Interview (Part 3): Jake Disch
My interview with 2023 Black List writer for his script The Adults in the Room.
My interview with 2023 Black List writer for his script The Adults in the Room.
Jake Disch has made the annual Black List two times: In 2018 for his script Gunfight, then in 2023 with The Adults in the Room. Recently, I had the opportunity to chat with Jake about his creative background, the craft of screenwriting, and the challenges associated with writing a story based on actual historical events.
Today in Part 3 of a 6-part series to run each day this week, Jake discusses some narrative choices he made to adapt historical events and real-life characters into a screenplay.
Scott: In a way, it’s its own version of another movie that comes up, “The Wolf of Wall Street”, where you got that Donnie Azoff character (Jonah Hill) in relation to Jordan Belfort (Leonardo DiCaprio), the story’s central character.
That was an interesting choice that you made, because you’re not only telling the story through the perspective of Nishad, but he’s being interviewed by these two US lawyers.
Jake: Yeah.
Scott: That was great because it allowed you to jump back and forth between the present and the past and really highlight those key excerpts, chapters from the past.
Jake: The story needed a framing device. You needed a way to be able to explain all this complex stuff without just pumping the brakes on the whole movie.

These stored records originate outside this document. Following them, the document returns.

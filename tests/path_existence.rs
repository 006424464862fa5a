use fs_assertions::{error::AssertionError, path_type::PathType, PathAssert};
use fs_assertions_test_harness::{
    prelude::*,
    seeded_binary_data,
    trees::{EmptyTree, SimpleTree, HELLO_WORLD_TXT_CONTENT, LARGE_BIN_SIZE},
};



#[test]
fn does_not_exist_passes_for_missing_paths() {
    let harness = EmptyTree::initialize();

    let missing_file_path = harness.child_path("missing.txt");
    let missing_nested_path = harness.child_path("missing/nested/file.txt");

    PathAssert::new(&missing_file_path).does_not_exist().unwrap();
    PathAssert::new(&missing_nested_path).does_not_exist().unwrap();

    missing_file_path.assert_does_not_exist();


    harness.destroy();
}



#[test]
fn does_not_exist_includes_content_of_small_files() {
    let harness = SimpleTree::initialize();

    let error = PathAssert::new(&harness.hello_world_txt)
        .does_not_exist()
        .unwrap_err();

    assert_matches!(
        &error,
        AssertionError::ExistenceViolation {
            found: PathType::BareFile,
            content: Some(content),
            size_bytes: Some(size_bytes),
            ..
        } if content == HELLO_WORLD_TXT_CONTENT
            && *size_bytes == HELLO_WORLD_TXT_CONTENT.len() as u64
    );

    let message = error.to_string();
    assert!(message.contains("not to exist"));
    assert!(message.contains(HELLO_WORLD_TXT_CONTENT.trim_end()));


    harness.destroy();
}



#[test]
fn does_not_exist_omits_content_of_large_files() {
    let harness = SimpleTree::initialize();

    let error = PathAssert::new(&harness.large_bin)
        .does_not_exist()
        .unwrap_err();

    assert_matches!(
        &error,
        AssertionError::ExistenceViolation {
            content: None,
            size_bytes: Some(size_bytes),
            ..
        } if *size_bytes == LARGE_BIN_SIZE as u64
            && *size_bytes == harness.large_bin.size_in_bytes()
    );

    assert!(error.to_string().contains("content not shown"));


    harness.destroy();
}



#[test]
fn content_preview_limit_is_exclusive_at_16_kib() {
    let harness = EmptyTree::initialize();

    let just_below_limit = harness.child_path("below.txt");
    just_below_limit.assert_not_exists_and_create_file_with_content("a".repeat(1024 * 16 - 1));

    let at_limit = harness.child_path("at.txt");
    at_limit.assert_not_exists_and_create_file_with_content("a".repeat(1024 * 16));


    assert_matches!(
        PathAssert::new(&just_below_limit).does_not_exist(),
        Err(AssertionError::ExistenceViolation {
            content: Some(_),
            ..
        })
    );

    assert_matches!(
        PathAssert::new(&at_limit).does_not_exist(),
        Err(AssertionError::ExistenceViolation {
            content: None,
            size_bytes: Some(16384),
            ..
        })
    );


    harness.destroy();
}



#[test]
fn does_not_exist_fails_for_directories_without_content() {
    let harness = SimpleTree::initialize();

    assert_matches!(
        PathAssert::new(&harness.sub).does_not_exist(),
        Err(AssertionError::ExistenceViolation {
            found: PathType::BareDirectory,
            content: None,
            size_bytes: None,
            ..
        })
    );


    harness.destroy();
}



#[test]
fn does_not_exist_shows_non_utf8_content_lossily() {
    let harness = EmptyTree::initialize();

    let binary_file_path = harness.child_path("small.bin");
    binary_file_path.assert_not_exists_and_create_file_with_content(seeded_binary_data(
        512,
        2903489125012,
    ));

    assert_matches!(
        PathAssert::new(&binary_file_path).does_not_exist(),
        Err(AssertionError::ExistenceViolation {
            content: Some(_),
            size_bytes: Some(512),
            ..
        })
    );


    harness.destroy();
}



#[cfg(unix)]
#[test]
fn does_not_exist_does_not_follow_symlinks() {
    let harness = EmptyTree::initialize();

    let broken_symlink_path = harness.child_path("broken-link.txt");
    broken_symlink_path.symlink_to_file(harness.child_path("missing-destination.txt"));

    assert_matches!(
        PathAssert::new(&broken_symlink_path).does_not_exist(),
        Err(AssertionError::ExistenceViolation {
            found: PathType::BrokenSymlink,
            content: None,
            ..
        })
    );

    broken_symlink_path.assert_exists();


    harness.destroy();
}



#[cfg(unix)]
#[test]
fn does_not_exist_previews_content_behind_file_symlinks() {
    let harness = SimpleTree::initialize();

    let symlink_path = harness.child_path("link-to-hello.txt");
    symlink_path.symlink_to_file(&harness.hello_world_txt);

    assert_matches!(
        PathAssert::new(&symlink_path).does_not_exist(),
        Err(AssertionError::ExistenceViolation {
            found: PathType::SymlinkToFile,
            content: Some(content),
            ..
        }) if content == HELLO_WORLD_TXT_CONTENT
    );


    harness.destroy();
}



#[test]
#[should_panic(expected = "not to exist")]
fn assert_does_not_exist_panics_for_existing_file() {
    let harness = SimpleTree::initialize();

    harness.hello_world_txt.assert_does_not_exist();
}



#[test]
fn exists_fails_with_not_found_for_missing_paths() {
    let harness = EmptyTree::initialize();

    assert_matches!(
        PathAssert::new(&harness.child_path("missing")).exists(),
        Err(AssertionError::NotFound {
            found: PathType::NotFound,
            ..
        })
    );

    harness.assert_exists();


    harness.destroy();
}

Yeah, it’s somewhat convenient, you have these US attorneys talking to him, but also that lets us have the US attorney stand in for the audience and ask the questions the audience would be asking in a scene where these guys are talking fluently about crypto.
It’s totally serendipitous, but Gary and Caroline both flipped pretty quickly.

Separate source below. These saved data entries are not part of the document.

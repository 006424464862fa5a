use std::path::Path;

use crate::{error::AssertionError, path_type::PathType, CONTENT_PREVIEW_MAXIMUM_SIZE};

use_enabled_fs_module!();



/// Computes the [`PathType`] of `path`, mapping IO errors into [`AssertionError`].
pub(crate) fn path_type_of(path: &Path) -> Result<PathType, AssertionError> {
    PathType::from_path(path).map_err(|error| AssertionError::UnableToAccessPath {
        path: path.to_path_buf(),
        error,
    })
}


/// Given a `&Path`, validate that it leads to a file (or a symlink to one)
/// and read it as UTF-8 text.
pub(crate) fn read_text_file(file_path: &Path) -> Result<String, AssertionError> {
    let path_type = path_type_of(file_path)?;

    if !path_type.is_file_or_symlink_to_file() {
        return Err(AssertionError::NotFound {
            path: file_path.to_path_buf(),
            found: path_type,
        });
    }

    fs::read_to_string(file_path).map_err(|error| AssertionError::UnableToReadFile {
        path: file_path.to_path_buf(),
        error,
    })
}


/// Writes `content` to `file_path` verbatim, creating any missing parent directories
/// and replacing the file if it exists.
pub(crate) fn write_text_file(file_path: &Path, content: &str) -> Result<(), AssertionError> {
    if let Some(parent_directory_path) = file_path.parent() {
        if !parent_directory_path.as_os_str().is_empty() {
            fs::create_dir_all(parent_directory_path).map_err(|error| {
                AssertionError::UnableToWriteSnapshot {
                    snapshot_path: file_path.to_path_buf(),
                    error,
                }
            })?;
        }
    }

    fs::write(file_path, content).map_err(|error| AssertionError::UnableToWriteSnapshot {
        snapshot_path: file_path.to_path_buf(),
        error,
    })
}


/// A best-effort capture of a file's size and (for small files) its content,
/// used to make [`AssertionError::ExistenceViolation`] more helpful.
pub(crate) struct ContentPreview {
    pub(crate) content: Option<String>,
    pub(crate) size_bytes: Option<u64>,
}

impl ContentPreview {
    /// Captures a preview of the file at `path`.
    ///
    /// Symlinks to files are followed. IO errors are not reported, since the
    /// preview only exists to decorate an assertion failure that is already happening.
    pub(crate) fn capture(path: &Path, path_type: PathType) -> Self {
        if !path_type.is_file_or_symlink_to_file() {
            return Self::empty();
        }

        let Ok(metadata) = fs::metadata(path) else {
            return Self::empty();
        };

        let size_bytes = metadata.len();

        if size_bytes >= CONTENT_PREVIEW_MAXIMUM_SIZE {
            return Self {
                content: None,
                size_bytes: Some(size_bytes),
            };
        }

        let content = fs::read(path)
            .ok()
            .map(|bytes| String::from_utf8_lossy(&bytes).into_owned());

        Self {
            content,
            size_bytes: Some(size_bytes),
        }
    }

    fn empty() -> Self {
        Self {
            content: None,
            size_bytes: None,
        }
    }
}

Nishad didn’t flip, but I had already decided we needed to use him…The first draft of the script actually had three points of view, and it’s Caroline, Gary, and Nishad. We were doing a little bit of a Rashomon thing, but that complicated an already complicated story.
I settled on Nishad, who hadn’t flipped and talked to the attorneys yet. I thought, “It’s probably only a matter of time. He’s going to do this.” If you look, the last date in the script is somewhere on March 23, 2023, or something. The script went out the first week of April.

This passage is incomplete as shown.